(TASK STATEMENT) How many lines in the entries below contain "inner"? Answer with the number only.

DATA EXTRACT section start

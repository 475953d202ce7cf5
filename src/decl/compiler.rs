//! The type and constraint compiler.
//!
//! Turns a [`ModelDecl`] into an immutable [`ModelSpec`]: constraints are
//! checked for internal consistency and applicability, routed to the type
//! layer they bind to, and narrowed to their runtime form (integer bounds,
//! pre-built regexes). An unsupported type or a contradictory constraint
//! set fails here, at definition time, and can never surface while a
//! document is being validated.
//!
//! Compilation is deterministic: the same declaration always produces
//! behaviorally identical validators.

use regex::Regex;

use super::errors::{CompileError, CompileResult};
use super::spec::{FieldSpec, ModelSpec};
use super::types::{Constraints, FieldDecl, ModelDecl, TypeExpr};
use crate::validate::validator::{FloatChecks, IntChecks, ListChecks, StrChecks, Validator};

/// Compiles one declaration into a spec.
///
/// The spec's validator list is present unless a declaration uses a custom
/// parser, which the fast path does not represent — such models carry
/// `compiled: None` and always run interpreted.
pub(crate) fn compile_model(decl: &ModelDecl) -> CompileResult<ModelSpec> {
    // Unique field names
    for (i, field) in decl.fields.iter().enumerate() {
        if decl.fields[..i].iter().any(|f| f.name == field.name) {
            return Err(CompileError::duplicate_field(&decl.name, &field.name));
        }
    }

    // Hooks must attach to declared fields
    for hooked in decl.field_hooks.keys() {
        if decl.field(hooked).is_none() {
            return Err(CompileError::constraint_conflict(
                &decl.name,
                hooked,
                "hook attached to undeclared field",
            ));
        }
    }

    let representable = decl.fields.iter().all(|f| !f.ty.contains_custom());
    let mut validators = Vec::with_capacity(decl.fields.len());
    let mut fields = Vec::with_capacity(decl.fields.len());

    for field in &decl.fields {
        check_field(&decl.name, field)?;
        if representable {
            validators.push(compile_type(
                &decl.name,
                &field.name,
                &field.ty,
                &field.constraints,
            )?);
        }
        fields.push(FieldSpec {
            name: field.name.clone(),
            required: field.required,
            default: field.default.clone(),
        });
    }

    Ok(ModelSpec::new(
        decl.name.clone(),
        decl.description.clone(),
        fields,
        decl.fields.clone(),
        if representable { Some(validators) } else { None },
        decl.field_hooks.clone(),
        decl.root_hook.clone(),
        decl.config,
    ))
}

/// Compiles a standalone field declaration (handler parameters).
///
/// Returns `None` when the declaration uses a custom parser.
pub(crate) fn compile_field(
    owner: &str,
    field: &FieldDecl,
) -> CompileResult<Option<Validator>> {
    check_field(owner, field)?;
    if field.ty.contains_custom() {
        return Ok(None);
    }
    compile_type(owner, &field.name, &field.ty, &field.constraints).map(Some)
}

/// Definition-time checks for one field: required/default consistency,
/// constraint consistency, and constraint applicability to the type.
fn check_field(model: &str, field: &FieldDecl) -> CompileResult<()> {
    if field.required && field.default.is_some() {
        return Err(CompileError::constraint_conflict(
            model,
            &field.name,
            "a required field cannot carry a default",
        ));
    }

    let cons = &field.constraints;

    if let (Some(min), Some(max)) = (cons.ge, cons.le) {
        if min > max {
            return Err(CompileError::constraint_conflict(
                model,
                &field.name,
                format!("ge {} greater than le {}", min, max),
            ));
        }
    }
    if let (Some(min), Some(max)) = (cons.min_len, cons.max_len) {
        if min > max {
            return Err(CompileError::constraint_conflict(
                model,
                &field.name,
                format!("min_len {} greater than max_len {}", min, max),
            ));
        }
    }
    if let (Some(min), Some(max)) = (cons.min_items, cons.max_items) {
        if min > max {
            return Err(CompileError::constraint_conflict(
                model,
                &field.name,
                format!("min_items {} greater than max_items {}", min, max),
            ));
        }
    }
    if let Some(base) = cons.multiple_of {
        if base == 0.0 {
            return Err(CompileError::constraint_conflict(
                model,
                &field.name,
                "multiple_of must be non-zero",
            ));
        }
    }

    if let Some(pattern) = &cons.pattern {
        if let Err(e) = Regex::new(pattern) {
            return Err(CompileError::bad_pattern(model, &field.name, e.to_string()));
        }
    }

    let consumes = consumes(&field.ty);
    if cons.has_numeric() && !consumes.numeric {
        return Err(CompileError::constraint_conflict(
            model,
            &field.name,
            format!(
                "numeric constraints not applicable to {}",
                field.ty.type_name()
            ),
        ));
    }
    if cons.has_string() && !consumes.string {
        return Err(CompileError::constraint_conflict(
            model,
            &field.name,
            format!(
                "string constraints not applicable to {}",
                field.ty.type_name()
            ),
        ));
    }
    if cons.has_list() && !consumes.list {
        return Err(CompileError::constraint_conflict(
            model,
            &field.name,
            format!(
                "list constraints not applicable to {}",
                field.ty.type_name()
            ),
        ));
    }
    if let Some(base) = cons.multiple_of {
        if base.fract() != 0.0 && !consumes.float {
            return Err(CompileError::constraint_conflict(
                model,
                &field.name,
                "fractional multiple_of requires a float type",
            ));
        }
    }

    if let TypeExpr::Union { alternatives } = &field.ty {
        if alternatives.is_empty() {
            return Err(CompileError::unsupported_type(
                model,
                &field.name,
                "union needs at least one alternative",
            ));
        }
    }

    Ok(())
}

/// Which constraint groups a type can consume, at any nesting level.
#[derive(Debug, Clone, Copy, Default)]
struct Consumes {
    numeric: bool,
    float: bool,
    string: bool,
    list: bool,
}

fn consumes(ty: &TypeExpr) -> Consumes {
    match ty {
        TypeExpr::Int => Consumes {
            numeric: true,
            ..Consumes::default()
        },
        TypeExpr::Float => Consumes {
            numeric: true,
            float: true,
            ..Consumes::default()
        },
        TypeExpr::Str => Consumes {
            string: true,
            ..Consumes::default()
        },
        TypeExpr::Bool
        | TypeExpr::Datetime
        | TypeExpr::Uuid
        | TypeExpr::Model { .. }
        | TypeExpr::Custom { .. } => Consumes::default(),
        TypeExpr::List { item } => {
            let inner = consumes(item);
            Consumes {
                list: true,
                ..inner
            }
        }
        TypeExpr::Optional { inner } => consumes(inner),
        TypeExpr::Union { alternatives } => {
            let mut merged = Consumes::default();
            for alt in alternatives {
                let c = consumes(alt);
                merged.numeric |= c.numeric;
                merged.float |= c.float;
                merged.string |= c.string;
                merged.list |= c.list;
            }
            merged
        }
    }
}

/// Routes the constraints to the type layer they bind to and builds the
/// validator. List-layer constraints stick to the list; everything else
/// passes through to the layer that consumes it.
fn compile_type(
    model: &str,
    field: &str,
    ty: &TypeExpr,
    cons: &Constraints,
) -> CompileResult<Validator> {
    Ok(match ty {
        TypeExpr::Int => {
            let (ge, le, multiple_of) = cons.int_bounds();
            Validator::Int(IntChecks { ge, le, multiple_of })
        }
        TypeExpr::Float => Validator::Float(FloatChecks {
            ge: cons.ge,
            le: cons.le,
            multiple_of: cons.multiple_of,
        }),
        TypeExpr::Str => {
            let pattern = match &cons.pattern {
                // Already vetted by check_field; compile the kept matcher here.
                Some(p) => match Regex::new(p) {
                    Ok(re) => Some(re),
                    Err(e) => {
                        return Err(CompileError::bad_pattern(model, field, e.to_string()))
                    }
                },
                None => None,
            };
            Validator::Str(StrChecks {
                min_len: cons.min_len,
                max_len: cons.max_len,
                pattern,
                trim: cons.trim,
                lowercase: cons.lowercase,
            })
        }
        TypeExpr::Bool => Validator::Bool,
        TypeExpr::Datetime => Validator::Datetime,
        TypeExpr::Uuid => Validator::Uuid,
        TypeExpr::List { item } => Validator::List(ListChecks {
            item: Box::new(compile_type(model, field, item, &cons.without_list())?),
            min_items: cons.min_items,
            max_items: cons.max_items,
            unique_items: cons.unique_items,
        }),
        TypeExpr::Optional { inner } => {
            Validator::Optional(Box::new(compile_type(model, field, inner, cons)?))
        }
        TypeExpr::Union { alternatives } => {
            let mut compiled = Vec::with_capacity(alternatives.len());
            for alt in alternatives {
                compiled.push(compile_type(model, field, alt, cons)?);
            }
            Validator::Union(compiled)
        }
        TypeExpr::Model { model: referenced } => Validator::Model(referenced.clone()),
        TypeExpr::Custom { parser } => {
            return Err(CompileError::unsupported_type(
                model,
                field,
                format!("custom parser '{}' has no compiled form", parser),
            ))
        }
    })
}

DATA EXTRACT section end

(YOUR RESPONSE) 5